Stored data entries
##########

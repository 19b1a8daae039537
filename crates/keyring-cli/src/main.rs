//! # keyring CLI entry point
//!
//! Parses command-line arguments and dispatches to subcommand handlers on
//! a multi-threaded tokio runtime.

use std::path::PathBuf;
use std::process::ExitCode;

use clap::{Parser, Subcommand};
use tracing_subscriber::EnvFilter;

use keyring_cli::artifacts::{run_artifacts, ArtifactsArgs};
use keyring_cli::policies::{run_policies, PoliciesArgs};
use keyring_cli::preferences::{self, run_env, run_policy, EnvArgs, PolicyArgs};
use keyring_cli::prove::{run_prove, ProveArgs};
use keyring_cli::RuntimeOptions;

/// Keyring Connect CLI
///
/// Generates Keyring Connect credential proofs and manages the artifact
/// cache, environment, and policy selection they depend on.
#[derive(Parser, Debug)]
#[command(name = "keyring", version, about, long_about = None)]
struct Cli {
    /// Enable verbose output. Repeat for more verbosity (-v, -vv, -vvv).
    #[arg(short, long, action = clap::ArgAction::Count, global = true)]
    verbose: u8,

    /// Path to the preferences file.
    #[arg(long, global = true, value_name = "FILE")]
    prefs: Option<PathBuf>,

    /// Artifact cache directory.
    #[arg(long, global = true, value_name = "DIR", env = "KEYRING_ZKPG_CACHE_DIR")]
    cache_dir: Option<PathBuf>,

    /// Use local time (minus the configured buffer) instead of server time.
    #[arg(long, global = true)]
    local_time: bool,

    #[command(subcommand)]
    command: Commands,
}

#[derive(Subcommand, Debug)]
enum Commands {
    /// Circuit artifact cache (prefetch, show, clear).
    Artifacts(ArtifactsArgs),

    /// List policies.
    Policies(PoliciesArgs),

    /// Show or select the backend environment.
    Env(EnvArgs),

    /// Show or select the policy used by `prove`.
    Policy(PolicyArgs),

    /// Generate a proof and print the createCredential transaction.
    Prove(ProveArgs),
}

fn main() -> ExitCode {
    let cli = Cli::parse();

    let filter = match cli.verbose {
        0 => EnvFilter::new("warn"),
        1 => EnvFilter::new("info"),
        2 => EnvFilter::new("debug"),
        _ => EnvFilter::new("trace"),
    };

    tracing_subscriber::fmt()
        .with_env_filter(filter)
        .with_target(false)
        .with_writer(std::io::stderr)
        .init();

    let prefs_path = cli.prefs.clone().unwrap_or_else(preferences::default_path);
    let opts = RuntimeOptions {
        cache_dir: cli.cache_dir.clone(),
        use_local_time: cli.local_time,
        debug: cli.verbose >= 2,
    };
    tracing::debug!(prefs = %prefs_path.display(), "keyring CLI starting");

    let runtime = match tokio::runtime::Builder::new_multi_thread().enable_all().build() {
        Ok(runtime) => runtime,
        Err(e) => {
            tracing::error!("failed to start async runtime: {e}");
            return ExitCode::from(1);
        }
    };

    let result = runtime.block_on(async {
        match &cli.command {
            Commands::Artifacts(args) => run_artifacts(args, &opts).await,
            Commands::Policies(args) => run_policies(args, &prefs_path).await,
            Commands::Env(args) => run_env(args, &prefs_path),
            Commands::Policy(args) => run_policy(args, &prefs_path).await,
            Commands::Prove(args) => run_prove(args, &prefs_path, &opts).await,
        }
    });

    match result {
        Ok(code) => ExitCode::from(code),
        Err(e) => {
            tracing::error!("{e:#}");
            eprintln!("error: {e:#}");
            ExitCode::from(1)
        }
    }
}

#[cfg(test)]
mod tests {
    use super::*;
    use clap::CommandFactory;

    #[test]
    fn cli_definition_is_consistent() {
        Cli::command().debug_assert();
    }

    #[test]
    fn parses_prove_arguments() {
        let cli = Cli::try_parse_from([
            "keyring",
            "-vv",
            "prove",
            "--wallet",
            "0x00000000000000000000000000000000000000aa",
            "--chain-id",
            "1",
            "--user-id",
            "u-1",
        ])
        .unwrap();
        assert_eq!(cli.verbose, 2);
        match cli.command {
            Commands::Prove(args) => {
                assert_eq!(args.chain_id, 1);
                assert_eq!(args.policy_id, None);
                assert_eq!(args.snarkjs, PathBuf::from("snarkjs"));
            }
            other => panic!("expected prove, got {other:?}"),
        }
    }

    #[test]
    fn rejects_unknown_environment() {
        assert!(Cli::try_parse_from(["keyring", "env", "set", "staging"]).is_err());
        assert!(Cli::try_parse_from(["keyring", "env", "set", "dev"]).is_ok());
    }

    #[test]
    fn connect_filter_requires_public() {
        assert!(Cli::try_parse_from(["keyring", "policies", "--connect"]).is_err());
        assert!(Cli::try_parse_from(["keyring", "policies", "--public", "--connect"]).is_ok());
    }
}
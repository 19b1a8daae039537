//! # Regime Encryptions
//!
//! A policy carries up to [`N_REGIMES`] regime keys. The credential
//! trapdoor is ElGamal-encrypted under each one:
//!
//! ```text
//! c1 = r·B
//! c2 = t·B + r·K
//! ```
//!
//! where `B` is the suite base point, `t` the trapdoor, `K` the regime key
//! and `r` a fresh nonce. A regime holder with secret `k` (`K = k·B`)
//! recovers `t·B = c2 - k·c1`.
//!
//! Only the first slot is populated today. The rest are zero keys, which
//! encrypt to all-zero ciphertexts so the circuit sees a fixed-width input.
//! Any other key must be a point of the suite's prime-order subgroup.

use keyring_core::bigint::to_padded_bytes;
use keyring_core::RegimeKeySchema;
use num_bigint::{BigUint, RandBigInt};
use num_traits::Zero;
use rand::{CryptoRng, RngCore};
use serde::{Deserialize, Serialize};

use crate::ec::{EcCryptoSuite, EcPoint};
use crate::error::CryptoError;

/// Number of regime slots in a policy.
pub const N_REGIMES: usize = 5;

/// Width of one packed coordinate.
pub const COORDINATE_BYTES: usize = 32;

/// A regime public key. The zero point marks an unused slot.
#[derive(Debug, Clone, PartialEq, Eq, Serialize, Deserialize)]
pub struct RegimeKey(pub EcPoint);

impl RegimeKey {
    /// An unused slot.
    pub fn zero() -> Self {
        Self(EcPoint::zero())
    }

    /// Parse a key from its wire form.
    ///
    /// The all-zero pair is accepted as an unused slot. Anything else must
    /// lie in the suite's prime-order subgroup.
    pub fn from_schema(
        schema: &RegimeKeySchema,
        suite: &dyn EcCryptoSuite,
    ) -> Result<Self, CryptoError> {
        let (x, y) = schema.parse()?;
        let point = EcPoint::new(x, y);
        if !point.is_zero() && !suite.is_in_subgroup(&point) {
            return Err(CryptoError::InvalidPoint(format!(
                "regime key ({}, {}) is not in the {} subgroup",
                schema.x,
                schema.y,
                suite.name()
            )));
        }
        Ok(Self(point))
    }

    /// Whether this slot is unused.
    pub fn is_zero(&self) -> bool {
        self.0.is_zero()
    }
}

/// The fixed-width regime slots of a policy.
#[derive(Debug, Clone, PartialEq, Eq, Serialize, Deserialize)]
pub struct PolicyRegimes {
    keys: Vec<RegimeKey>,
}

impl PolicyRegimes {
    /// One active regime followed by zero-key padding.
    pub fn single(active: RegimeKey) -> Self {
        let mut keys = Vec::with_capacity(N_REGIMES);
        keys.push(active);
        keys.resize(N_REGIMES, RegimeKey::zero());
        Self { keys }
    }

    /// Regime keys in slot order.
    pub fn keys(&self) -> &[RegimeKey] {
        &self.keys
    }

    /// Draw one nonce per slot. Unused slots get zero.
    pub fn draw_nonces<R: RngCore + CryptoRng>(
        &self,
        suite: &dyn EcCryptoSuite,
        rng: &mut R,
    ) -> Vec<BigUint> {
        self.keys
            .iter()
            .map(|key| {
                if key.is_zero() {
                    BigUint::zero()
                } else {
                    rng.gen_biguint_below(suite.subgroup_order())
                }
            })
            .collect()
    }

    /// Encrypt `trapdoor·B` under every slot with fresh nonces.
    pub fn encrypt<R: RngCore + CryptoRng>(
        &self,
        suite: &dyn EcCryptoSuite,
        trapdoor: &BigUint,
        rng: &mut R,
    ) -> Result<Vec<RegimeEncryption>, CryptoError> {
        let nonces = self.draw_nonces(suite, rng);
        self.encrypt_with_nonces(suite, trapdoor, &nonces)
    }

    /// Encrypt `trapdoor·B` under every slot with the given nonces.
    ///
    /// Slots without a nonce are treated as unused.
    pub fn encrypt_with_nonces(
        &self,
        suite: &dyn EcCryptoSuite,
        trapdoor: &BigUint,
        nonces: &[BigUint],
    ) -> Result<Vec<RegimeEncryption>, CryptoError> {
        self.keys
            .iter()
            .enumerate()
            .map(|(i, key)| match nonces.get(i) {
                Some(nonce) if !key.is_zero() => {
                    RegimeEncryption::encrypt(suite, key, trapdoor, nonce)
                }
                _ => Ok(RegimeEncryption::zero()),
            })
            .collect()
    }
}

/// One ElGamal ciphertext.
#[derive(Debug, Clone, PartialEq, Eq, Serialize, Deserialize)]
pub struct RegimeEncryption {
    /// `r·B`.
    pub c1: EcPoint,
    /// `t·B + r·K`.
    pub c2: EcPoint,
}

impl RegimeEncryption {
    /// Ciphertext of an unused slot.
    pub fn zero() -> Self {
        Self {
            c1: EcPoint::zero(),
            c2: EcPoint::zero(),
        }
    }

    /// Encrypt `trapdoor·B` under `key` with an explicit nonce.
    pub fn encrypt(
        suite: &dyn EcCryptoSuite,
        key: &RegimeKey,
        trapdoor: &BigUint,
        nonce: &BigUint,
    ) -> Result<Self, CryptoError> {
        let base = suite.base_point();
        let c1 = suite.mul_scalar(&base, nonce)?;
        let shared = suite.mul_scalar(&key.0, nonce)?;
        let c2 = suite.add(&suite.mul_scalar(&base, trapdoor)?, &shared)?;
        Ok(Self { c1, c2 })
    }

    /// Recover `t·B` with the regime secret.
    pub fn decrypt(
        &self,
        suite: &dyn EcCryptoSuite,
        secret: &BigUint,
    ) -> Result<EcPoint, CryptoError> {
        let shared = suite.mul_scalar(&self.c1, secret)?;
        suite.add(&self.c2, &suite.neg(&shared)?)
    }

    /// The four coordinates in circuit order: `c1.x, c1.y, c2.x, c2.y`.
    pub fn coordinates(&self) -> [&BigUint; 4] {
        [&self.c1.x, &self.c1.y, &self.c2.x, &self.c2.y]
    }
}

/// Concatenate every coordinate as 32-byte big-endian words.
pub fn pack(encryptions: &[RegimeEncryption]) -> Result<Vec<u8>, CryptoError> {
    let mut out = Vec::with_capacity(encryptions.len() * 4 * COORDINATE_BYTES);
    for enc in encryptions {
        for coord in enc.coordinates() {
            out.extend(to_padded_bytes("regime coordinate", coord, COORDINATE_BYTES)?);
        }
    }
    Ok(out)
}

##########

Problem: Determine how many lines in the data include the word "clap". Answer with that number alone.

Response below: 3